▶ _Exercise_
From the records below, copy out exactly the lines from the one containing "to one subscriber." to the one containing "caught up, it", both included. Add nothing else.

▶ _Data to process_
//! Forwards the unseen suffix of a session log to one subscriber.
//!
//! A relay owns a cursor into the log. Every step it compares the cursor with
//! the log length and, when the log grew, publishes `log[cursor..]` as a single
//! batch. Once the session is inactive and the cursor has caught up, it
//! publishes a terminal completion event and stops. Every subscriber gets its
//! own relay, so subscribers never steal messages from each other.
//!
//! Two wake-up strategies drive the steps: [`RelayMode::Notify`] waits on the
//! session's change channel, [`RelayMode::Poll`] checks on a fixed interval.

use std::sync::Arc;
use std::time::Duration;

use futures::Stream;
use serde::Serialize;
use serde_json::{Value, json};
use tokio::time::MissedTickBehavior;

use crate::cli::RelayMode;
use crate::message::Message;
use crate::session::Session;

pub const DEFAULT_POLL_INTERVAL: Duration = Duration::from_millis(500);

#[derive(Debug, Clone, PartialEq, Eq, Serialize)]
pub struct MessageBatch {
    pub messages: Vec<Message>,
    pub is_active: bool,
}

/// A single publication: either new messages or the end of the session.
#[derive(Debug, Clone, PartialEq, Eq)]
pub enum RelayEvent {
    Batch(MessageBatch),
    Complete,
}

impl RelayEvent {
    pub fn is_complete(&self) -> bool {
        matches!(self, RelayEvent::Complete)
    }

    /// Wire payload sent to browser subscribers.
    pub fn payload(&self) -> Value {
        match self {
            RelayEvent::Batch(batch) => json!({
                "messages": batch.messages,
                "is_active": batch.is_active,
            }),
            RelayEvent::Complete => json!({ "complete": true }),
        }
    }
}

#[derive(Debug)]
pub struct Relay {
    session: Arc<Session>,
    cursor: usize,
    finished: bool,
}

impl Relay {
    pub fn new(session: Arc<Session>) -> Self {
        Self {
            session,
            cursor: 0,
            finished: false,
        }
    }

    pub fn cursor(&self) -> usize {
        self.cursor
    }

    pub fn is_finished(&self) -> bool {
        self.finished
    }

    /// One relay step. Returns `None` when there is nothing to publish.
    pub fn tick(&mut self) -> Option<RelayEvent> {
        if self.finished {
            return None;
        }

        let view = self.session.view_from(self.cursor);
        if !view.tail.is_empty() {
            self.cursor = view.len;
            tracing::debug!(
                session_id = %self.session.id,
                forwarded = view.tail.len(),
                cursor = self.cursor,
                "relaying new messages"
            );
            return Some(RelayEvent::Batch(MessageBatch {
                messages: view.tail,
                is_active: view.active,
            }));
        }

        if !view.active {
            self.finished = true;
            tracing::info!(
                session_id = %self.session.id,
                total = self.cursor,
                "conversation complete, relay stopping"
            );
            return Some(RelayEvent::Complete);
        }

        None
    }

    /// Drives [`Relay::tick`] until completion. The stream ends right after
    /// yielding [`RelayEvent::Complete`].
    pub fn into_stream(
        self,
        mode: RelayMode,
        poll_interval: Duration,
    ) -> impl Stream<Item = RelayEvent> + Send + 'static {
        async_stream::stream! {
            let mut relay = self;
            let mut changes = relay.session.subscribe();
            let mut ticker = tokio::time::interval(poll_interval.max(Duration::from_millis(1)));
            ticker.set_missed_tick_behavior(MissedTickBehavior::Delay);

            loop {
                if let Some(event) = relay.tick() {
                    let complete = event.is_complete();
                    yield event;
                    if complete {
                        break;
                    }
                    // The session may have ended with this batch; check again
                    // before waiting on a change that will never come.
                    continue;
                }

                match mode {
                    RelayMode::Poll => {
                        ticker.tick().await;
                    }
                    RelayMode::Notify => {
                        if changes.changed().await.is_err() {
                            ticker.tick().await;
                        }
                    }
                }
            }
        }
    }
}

==

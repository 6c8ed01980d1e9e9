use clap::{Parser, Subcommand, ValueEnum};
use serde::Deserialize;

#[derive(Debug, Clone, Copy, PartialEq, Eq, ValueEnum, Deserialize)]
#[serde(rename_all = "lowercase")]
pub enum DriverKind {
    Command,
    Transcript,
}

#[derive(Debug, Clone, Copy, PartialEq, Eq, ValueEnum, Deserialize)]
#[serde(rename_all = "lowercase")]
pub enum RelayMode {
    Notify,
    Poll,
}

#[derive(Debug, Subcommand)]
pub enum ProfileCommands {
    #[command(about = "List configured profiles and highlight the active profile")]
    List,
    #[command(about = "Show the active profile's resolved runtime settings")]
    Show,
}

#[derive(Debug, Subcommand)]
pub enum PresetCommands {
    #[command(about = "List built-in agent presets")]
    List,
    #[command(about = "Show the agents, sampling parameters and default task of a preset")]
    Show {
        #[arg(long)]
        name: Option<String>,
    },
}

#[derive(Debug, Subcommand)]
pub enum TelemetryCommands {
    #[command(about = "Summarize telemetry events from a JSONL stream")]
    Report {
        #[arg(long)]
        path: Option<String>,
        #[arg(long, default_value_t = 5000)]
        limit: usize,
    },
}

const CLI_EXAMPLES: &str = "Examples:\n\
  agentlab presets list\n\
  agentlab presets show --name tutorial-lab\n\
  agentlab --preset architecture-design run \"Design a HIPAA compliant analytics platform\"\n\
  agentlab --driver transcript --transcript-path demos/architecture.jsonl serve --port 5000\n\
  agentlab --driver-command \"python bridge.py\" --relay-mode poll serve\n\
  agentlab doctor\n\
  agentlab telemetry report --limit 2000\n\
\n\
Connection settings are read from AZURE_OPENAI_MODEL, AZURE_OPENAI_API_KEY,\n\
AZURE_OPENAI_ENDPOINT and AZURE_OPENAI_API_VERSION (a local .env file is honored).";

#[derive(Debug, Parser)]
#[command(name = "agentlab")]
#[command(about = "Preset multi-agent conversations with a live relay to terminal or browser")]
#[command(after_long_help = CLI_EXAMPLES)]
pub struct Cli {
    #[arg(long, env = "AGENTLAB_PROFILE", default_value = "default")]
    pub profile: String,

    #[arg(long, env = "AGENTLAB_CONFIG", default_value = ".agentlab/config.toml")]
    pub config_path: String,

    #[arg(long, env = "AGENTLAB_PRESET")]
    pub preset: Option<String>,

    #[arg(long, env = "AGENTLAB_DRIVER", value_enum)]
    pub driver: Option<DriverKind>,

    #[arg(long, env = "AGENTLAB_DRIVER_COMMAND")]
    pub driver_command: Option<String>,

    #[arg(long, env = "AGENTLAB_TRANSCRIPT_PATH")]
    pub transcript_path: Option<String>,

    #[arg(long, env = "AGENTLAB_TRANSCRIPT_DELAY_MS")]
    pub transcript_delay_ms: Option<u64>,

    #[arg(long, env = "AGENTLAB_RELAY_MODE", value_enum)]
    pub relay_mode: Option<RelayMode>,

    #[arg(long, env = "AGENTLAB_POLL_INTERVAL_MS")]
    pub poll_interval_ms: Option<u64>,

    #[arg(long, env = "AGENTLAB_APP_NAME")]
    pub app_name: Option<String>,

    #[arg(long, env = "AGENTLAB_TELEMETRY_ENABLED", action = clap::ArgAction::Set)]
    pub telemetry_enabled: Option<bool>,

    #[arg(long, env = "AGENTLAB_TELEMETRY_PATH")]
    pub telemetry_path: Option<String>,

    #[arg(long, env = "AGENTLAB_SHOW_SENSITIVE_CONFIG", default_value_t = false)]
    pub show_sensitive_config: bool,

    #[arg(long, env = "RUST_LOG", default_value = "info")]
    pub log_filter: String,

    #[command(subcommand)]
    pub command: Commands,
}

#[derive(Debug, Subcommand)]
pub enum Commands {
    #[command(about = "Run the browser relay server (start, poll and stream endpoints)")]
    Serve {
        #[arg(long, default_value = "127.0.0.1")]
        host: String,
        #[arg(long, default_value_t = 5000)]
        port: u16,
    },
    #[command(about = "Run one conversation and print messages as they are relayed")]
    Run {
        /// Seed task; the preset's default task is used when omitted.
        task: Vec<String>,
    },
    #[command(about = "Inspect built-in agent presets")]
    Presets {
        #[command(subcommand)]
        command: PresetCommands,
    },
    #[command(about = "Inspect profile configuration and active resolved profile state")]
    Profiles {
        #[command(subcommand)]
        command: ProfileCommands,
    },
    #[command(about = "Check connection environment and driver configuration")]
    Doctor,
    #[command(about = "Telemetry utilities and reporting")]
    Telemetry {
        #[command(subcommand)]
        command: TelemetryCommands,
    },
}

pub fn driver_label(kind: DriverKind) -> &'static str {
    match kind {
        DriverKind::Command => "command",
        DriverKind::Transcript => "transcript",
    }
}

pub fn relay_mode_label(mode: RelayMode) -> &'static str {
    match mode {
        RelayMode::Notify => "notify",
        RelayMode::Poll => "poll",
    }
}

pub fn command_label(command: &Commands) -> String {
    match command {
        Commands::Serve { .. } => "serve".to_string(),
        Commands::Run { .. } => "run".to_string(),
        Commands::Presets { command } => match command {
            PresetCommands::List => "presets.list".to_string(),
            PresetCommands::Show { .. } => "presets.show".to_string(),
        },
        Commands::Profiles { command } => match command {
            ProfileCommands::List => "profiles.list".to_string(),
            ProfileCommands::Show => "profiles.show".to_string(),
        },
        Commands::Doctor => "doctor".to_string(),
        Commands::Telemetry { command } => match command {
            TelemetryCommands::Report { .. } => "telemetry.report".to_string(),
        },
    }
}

▶ _Written response_
//! Forwards the unseen suffix of a session log to one subscriber.
//!
//! A relay owns a cursor into the log. Every step it compares the cursor with
//! the log length and, when the log grew, publishes `log[cursor..]` as a single
//! batch. Once the session is inactive and the cursor has caught up, it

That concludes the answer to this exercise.